While maintaining her activities in research and extension in vegetables, Dillard was nominated to participate in the National Extension Leadership Development (NELD) Program in 1997. In the same year, she also began a 4-year term as chair of the Geneva department. Her leadership skills were quickly recognized and in 2001, she was asked to oversee all agricultural extension programs at Cornell as associate director of Cooperative Extension. A little more than a year later, she was promoted to the position of director of Cornell Extension with accompanying titles of associate dean in the College of Agriculture and Life Sciences and the College of Human Ecology. In this position, she now oversees 1,700 employees with an approximate annual system budget of $120,000,000.
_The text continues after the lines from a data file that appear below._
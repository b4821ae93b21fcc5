//! deep-research CLI entry point
//!
//! Loads configuration, checks credentials, runs one research session and
//! writes the report. Any failure exits non-zero without writing a report.

use anyhow::Context;
use deep_research::cli::output::Output;
use deep_research::cli::{Cli, DEFAULT_CONFIG_PATH};
use deep_research::utils::config::{LoggingConfig, ResearchConfig};
use deep_research::{search, Provider, ResearchSession, SearchOptions};
use tracing_subscriber::layer::SubscriberExt;
use tracing_subscriber::util::SubscriberInitExt;
use tracing_subscriber::{EnvFilter, Layer};

#[tokio::main]
async fn main() {
    let cli = Cli::parse_args();
    let output = if cli.no_color {
        Output::no_color()
    } else {
        Output::new()
    };

    if let Err(e) = run(cli, &output).await {
        tracing::error!(error = %e, "Research run failed");
        output.error(&format!("{:#}", e));
        std::process::exit(1);
    }
}

async fn run(cli: Cli, output: &Output) -> anyhow::Result<()> {
    dotenvy::dotenv().ok();

    let mut config = match &cli.config {
        Some(path) => ResearchConfig::load(path)
            .with_context(|| format!("Failed to load {}", path.display()))?,
        None => ResearchConfig::load_or_default(DEFAULT_CONFIG_PATH)?,
    };
    cli.apply_overrides(&mut config);

    init_tracing(&config.logging);
    config.validate()?;
    config.check_credentials()?;

    output.banner();

    let prompt = match cli.prompt.clone() {
        Some(prompt) => prompt,
        None => output
            .ask("What would you like to research?")
            .context("No research prompt given")?,
    };

    output.step(1, 3, "Connecting providers");
    let provider = Provider::from_config(&config.llm)?;
    let client = provider.create_client()?;
    let search = search::create_provider(&config.search)?;
    output.info(&format!(
        "{} ({}) with {} search",
        provider.name(),
        client.model_name(),
        search.name()
    ));

    output.step(
        2,
        3,
        &format!(
            "Researching (depth {}, breadth {})",
            config.research.depth, config.research.breadth
        ),
    );
    let session = ResearchSession::new(
        client,
        search,
        SearchOptions::from(&config.search),
        config.research.clone(),
    );
    let outcome = session.run(&prompt).await?;

    output.step(3, 3, "Writing report");
    std::fs::write(&config.output.path, &outcome.report)
        .with_context(|| format!("Failed to write {}", config.output.path.display()))?;

    let snapshot = &outcome.snapshot;
    output.header("Summary");
    output.kv("queries", &snapshot.queries.len().to_string());
    output.kv("completed", &snapshot.completed_queries.len().to_string());
    output.kv("sources", &snapshot.search_results.len().to_string());
    output.kv("learnings", &snapshot.learnings.len().to_string());
    output.kv("expansions", &snapshot.expansions.len().to_string());
    output.kv("provider calls", &snapshot.calls.to_string());
    if snapshot.is_empty() {
        output.warning("Nothing relevant was found; wrote the fallback report");
    }
    output.newline();
    output.success(&format!("Report written to {}", config.output.path.display()));

    Ok(())
}

/// Install the global subscriber. `RUST_LOG` takes precedence over the
/// configured level.
fn init_tracing(logging: &LoggingConfig) {
    let filter = EnvFilter::try_from_default_env()
        .unwrap_or_else(|_| EnvFilter::new(format!("deep_research={}", logging.level)));

    let layer = if logging.format == "json" {
        tracing_subscriber::fmt::layer()
            .json()
            .with_writer(std::io::stderr)
            .boxed()
    } else {
        tracing_subscriber::fmt::layer()
            .with_target(false)
            .with_writer(std::io::stderr)
            .boxed()
    };

    tracing_subscriber::registry()
        .with(layer.with_filter(filter))
        .init();
}
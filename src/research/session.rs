use crate::llm::client::LLMClient;
use crate::search::{SearchOptions, SearchProvider};
use crate::types::{AppError, Result};
use crate::utils::config::EngineConfig;
use std::sync::Arc;

use super::budget::{MeteredClient, MeteredSearch, ResearchBudget};
use super::evaluator::ResultEvaluator;
use super::extractor::LearningExtractor;
use super::orchestrator::ResearchOrchestrator;
use super::planner::QueryPlanner;
use super::store::{ResearchSnapshot, ResearchStore};
use super::synthesizer::ReportSynthesizer;

/// Result of a completed run
#[derive(Debug, Clone)]
pub struct ResearchOutcome {
    pub report: String,
    pub snapshot: ResearchSnapshot,
}

/// One top-level research run: a fresh store, the recursive expansion, then
/// the report.
pub struct ResearchSession {
    client: Arc<dyn LLMClient>,
    search: Arc<dyn SearchProvider>,
    search_options: SearchOptions,
    config: EngineConfig,
}

impl ResearchSession {
    pub fn new(
        client: Arc<dyn LLMClient>,
        search: Arc<dyn SearchProvider>,
        search_options: SearchOptions,
        config: EngineConfig,
    ) -> Self {
        Self {
            client,
            search,
            search_options,
            config,
        }
    }

    /// Research `prompt` and synthesize a report.
    ///
    /// Generation failures abort the run and no report is produced.
    pub async fn run(&self, prompt: &str) -> Result<ResearchOutcome> {
        self.run_with(prompt, self.config.depth, self.config.breadth)
            .await
    }

    /// Like [`run`](Self::run) with explicit depth and breadth
    pub async fn run_with(
        &self,
        prompt: &str,
        depth: u32,
        breadth: usize,
    ) -> Result<ResearchOutcome> {
        if prompt.trim().is_empty() {
            return Err(AppError::InvalidInput(
                "Research prompt must not be empty".to_string(),
            ));
        }

        let store = ResearchStore::with_budget(ResearchBudget::new(
            self.config.max_calls,
            self.config.max_learnings,
        ));
        let client: Arc<dyn LLMClient> =
            Arc::new(MeteredClient::new(self.client.clone(), store.clone()));
        let search: Arc<dyn SearchProvider> =
            Arc::new(MeteredSearch::new(self.search.clone(), store.clone()));

        let orchestrator = ResearchOrchestrator::new(
            QueryPlanner::new(client.clone()),
            ResultEvaluator::new(
                client.clone(),
                search,
                self.search_options.clone(),
                self.config.max_tool_iterations,
                self.config.relevance_preview_chars,
            ),
            LearningExtractor::new(client.clone(), self.config.extraction_chars),
        );

        orchestrator
            .research(prompt.to_string(), depth, breadth, &store)
            .await?;

        let report = ReportSynthesizer::new(client)
            .synthesize(&store.snapshot())
            .await?;

        // Taken after synthesis so the call count includes it
        let snapshot = store.snapshot();
        tracing::info!(
            queries = snapshot.queries.len(),
            results = snapshot.search_results.len(),
            learnings = snapshot.learnings.len(),
            calls = snapshot.calls,
            "Research complete"
        );

        Ok(ResearchOutcome { report, snapshot })
    }
}
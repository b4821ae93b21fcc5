//! Shared accumulator for one research run.
//!
//! Every branch of the recursion reads and writes the same store through a
//! cloneable [`ResearchStore`] handle. Locks are taken per method call and
//! released before returning, so a handle can be used freely across awaits.

use crate::types::{Learning, SearchResult};
use parking_lot::Mutex;
use serde::{Deserialize, Serialize};
use std::collections::HashSet;
use std::sync::Arc;

use super::budget::ResearchBudget;

/// One non-terminal orchestrator invocation
#[derive(Debug, Clone, PartialEq, Eq, Serialize, Deserialize)]
pub struct Expansion {
    pub prompt: String,
    pub depth: u32,
    pub breadth: usize,
}

#[derive(Debug, Default)]
struct StoreState {
    topic: Option<String>,
    queries: Vec<String>,
    query_set: HashSet<String>,
    completed_queries: HashSet<String>,
    search_results: Vec<SearchResult>,
    result_urls: HashSet<String>,
    judged_urls: Vec<String>,
    judged_set: HashSet<String>,
    learnings: Vec<Learning>,
    expansions: Vec<Expansion>,
    calls: usize,
}

impl StoreState {
    fn record_processed(&mut self, url: &str) -> bool {
        if !self.judged_set.insert(url.to_string()) {
            return false;
        }
        self.judged_urls.push(url.to_string());
        true
    }
}

/// Handle to the run-wide research state
#[derive(Debug, Clone, Default)]
pub struct ResearchStore {
    inner: Arc<Mutex<StoreState>>,
    budget: ResearchBudget,
}

impl ResearchStore {
    pub fn new() -> Self {
        Self::default()
    }

    pub fn with_budget(budget: ResearchBudget) -> Self {
        Self {
            inner: Arc::default(),
            budget,
        }
    }

    /// Set the topic unless one is already recorded. Returns true if this
    /// call set it.
    pub fn set_topic_if_unset(&self, topic: &str) -> bool {
        let mut state = self.inner.lock();
        if state.topic.is_some() {
            return false;
        }
        state.topic = Some(topic.to_string());
        true
    }

    pub fn topic(&self) -> Option<String> {
        self.inner.lock().topic.clone()
    }

    /// Union planned queries into the store, keeping first-seen order
    pub fn add_queries(&self, queries: &[String]) {
        let mut state = self.inner.lock();
        for query in queries {
            if state.query_set.insert(query.clone()) {
                state.queries.push(query.clone());
            }
        }
    }

    pub fn is_completed(&self, query: &str) -> bool {
        self.inner.lock().completed_queries.contains(query)
    }

    /// Mark a planned query as processed. Queries that were never planned
    /// are recorded as planned first.
    pub fn mark_completed(&self, query: &str) {
        let mut state = self.inner.lock();
        if state.query_set.insert(query.to_string()) {
            state.queries.push(query.to_string());
        }
        state.completed_queries.insert(query.to_string());
    }

    pub fn contains_url(&self, url: &str) -> bool {
        self.inner.lock().result_urls.contains(url)
    }

    /// Claim `url` for a relevance judgment. Returns false if it was already
    /// judged or admitted, whatever the verdict was.
    pub fn mark_judged(&self, url: &str) -> bool {
        self.inner.lock().record_processed(url)
    }

    /// True once `url` was judged or admitted
    pub fn is_processed(&self, url: &str) -> bool {
        self.inner.lock().judged_set.contains(url)
    }

    /// Every URL judged or admitted so far, rejected ones included, in the
    /// order they were first seen
    pub fn processed_urls(&self) -> Vec<String> {
        self.inner.lock().judged_urls.clone()
    }

    /// Add a result to the pool. Returns false, leaving the pool unchanged,
    /// if its URL is already present.
    pub fn admit_result(&self, result: SearchResult) -> bool {
        let mut state = self.inner.lock();
        if !state.result_urls.insert(result.url.clone()) {
            return false;
        }
        state.record_processed(&result.url);
        state.search_results.push(result);
        true
    }

    pub fn push_learning(&self, learning: Learning) {
        self.inner.lock().learnings.push(learning);
    }

    pub fn record_expansion(&self, prompt: &str, depth: u32, breadth: usize) {
        self.inner.lock().expansions.push(Expansion {
            prompt: prompt.to_string(),
            depth,
            breadth,
        });
    }

    /// Count one provider call
    pub fn record_call(&self) {
        self.inner.lock().calls += 1;
    }

    pub fn calls(&self) -> usize {
        self.inner.lock().calls
    }

    pub fn budget(&self) -> &ResearchBudget {
        &self.budget
    }

    /// True once any configured limit has been reached
    pub fn budget_exhausted(&self) -> bool {
        let state = self.inner.lock();
        self.budget.is_exhausted(state.calls, state.learnings.len())
    }

    /// Immutable copy of the current state
    pub fn snapshot(&self) -> ResearchSnapshot {
        let state = self.inner.lock();
        // mark_completed keeps completed_queries a subset of queries
        let completed_queries: Vec<String> = state
            .queries
            .iter()
            .filter(|q| state.completed_queries.contains(*q))
            .cloned()
            .collect();

        ResearchSnapshot {
            topic: state.topic.clone(),
            queries: state.queries.clone(),
            completed_queries,
            search_results: state.search_results.clone(),
            learnings: state.learnings.clone(),
            expansions: state.expansions.clone(),
            calls: state.calls,
        }
    }
}

/// Serializable view of a [`ResearchStore`]
#[derive(Debug, Clone, Default, PartialEq, Eq, Serialize, Deserialize)]
pub struct ResearchSnapshot {
    pub topic: Option<String>,
    pub queries: Vec<String>,
    pub completed_queries: Vec<String>,
    pub search_results: Vec<SearchResult>,
    pub learnings: Vec<Learning>,
    pub expansions: Vec<Expansion>,
    pub calls: usize,
}

impl ResearchSnapshot {
    /// Nothing was found
    pub fn is_empty(&self) -> bool {
        self.learnings.is_empty() && self.search_results.is_empty()
    }
}
//! Configuration and text helpers.

/// TOML configuration loading and validation.
pub mod config;
/// Character-safe text truncation.
pub mod text;
/// Return at most `max_chars` characters of `text`, cut on a char boundary.
pub fn truncate_chars(text: &str, max_chars: usize) -> &str {
    match text.char_indices().nth(max_chars) {
        Some((idx, _)) => &text[..idx],
        None => text,
    }
}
Dillard’s leadership as director has been transformational. Within the university, she has greatly strengthened the relationship with central university functions resulting in increased awareness of Cornell Cooperative Extension university-wide. She has become a part of central university decision making, is regularly invited to university trustee meetings, and is a part of trustee committees. Dillard has also engineered greatly improved relationships with stakeholder groups throughout New York State by regular involvement with representative commodity groups and agricultural agencies and councils. The implementation of a comprehensive involvement strategy to bring stakeholders to the decision making processes has focused program and resources on areas of greatest need.
Yet throughout her administrative rise, Dillard has remained a plant pathologist. Getting into the field to assess disease brings her back to her roots. Impossible as it seems, she finds time on a weekly basis to leave her Ithaca-based director’s role and travel to Geneva where she maintains her department office and laboratory. Within the last year, she has studied the vulnerability of snap beans to soybean rust as well as drafted a Section 18 emergency exemption request for fungicides that control soybean rust on snap and dry beans in New York. She continues work on the long-range dispersal of maize rust and has identified a new russet disease on snap bean caused by Plectosporium tabacinum. Finally, she is involved with a team of researchers addressing a recent outbreak of virus diseases of snap beans.
Dillard has a deep regard for her chosen profession and her plant pathologist colleagues. She has served the Society as a member of various regional and national committees, section editor for Fungicide and Nematicide Reports, ad hoc reviewer for Plant Disease and Phytopathology, and councilor-at-large. She has also served on panels for the USDA/NRI programs and the National Research Council. Dillard is committed to insuring diversity within science, academe, and plant pathology, and has been actively involved in outreach to universities such as Spellman, Howard, and Southern. Dillard is a true ambassador representing the best qualities of a scientist and leader, whether her audience is a 4-H club, a national conference, or an assessment team in an underdeveloped county.
Dillard’s many and valuable contributions span the field from research to extension to education. Her service to her department, her stakeholders, the Cooperative Extension Service, her college and university, and her professional society represents a truly remarkable career for anyone 20 years her senior.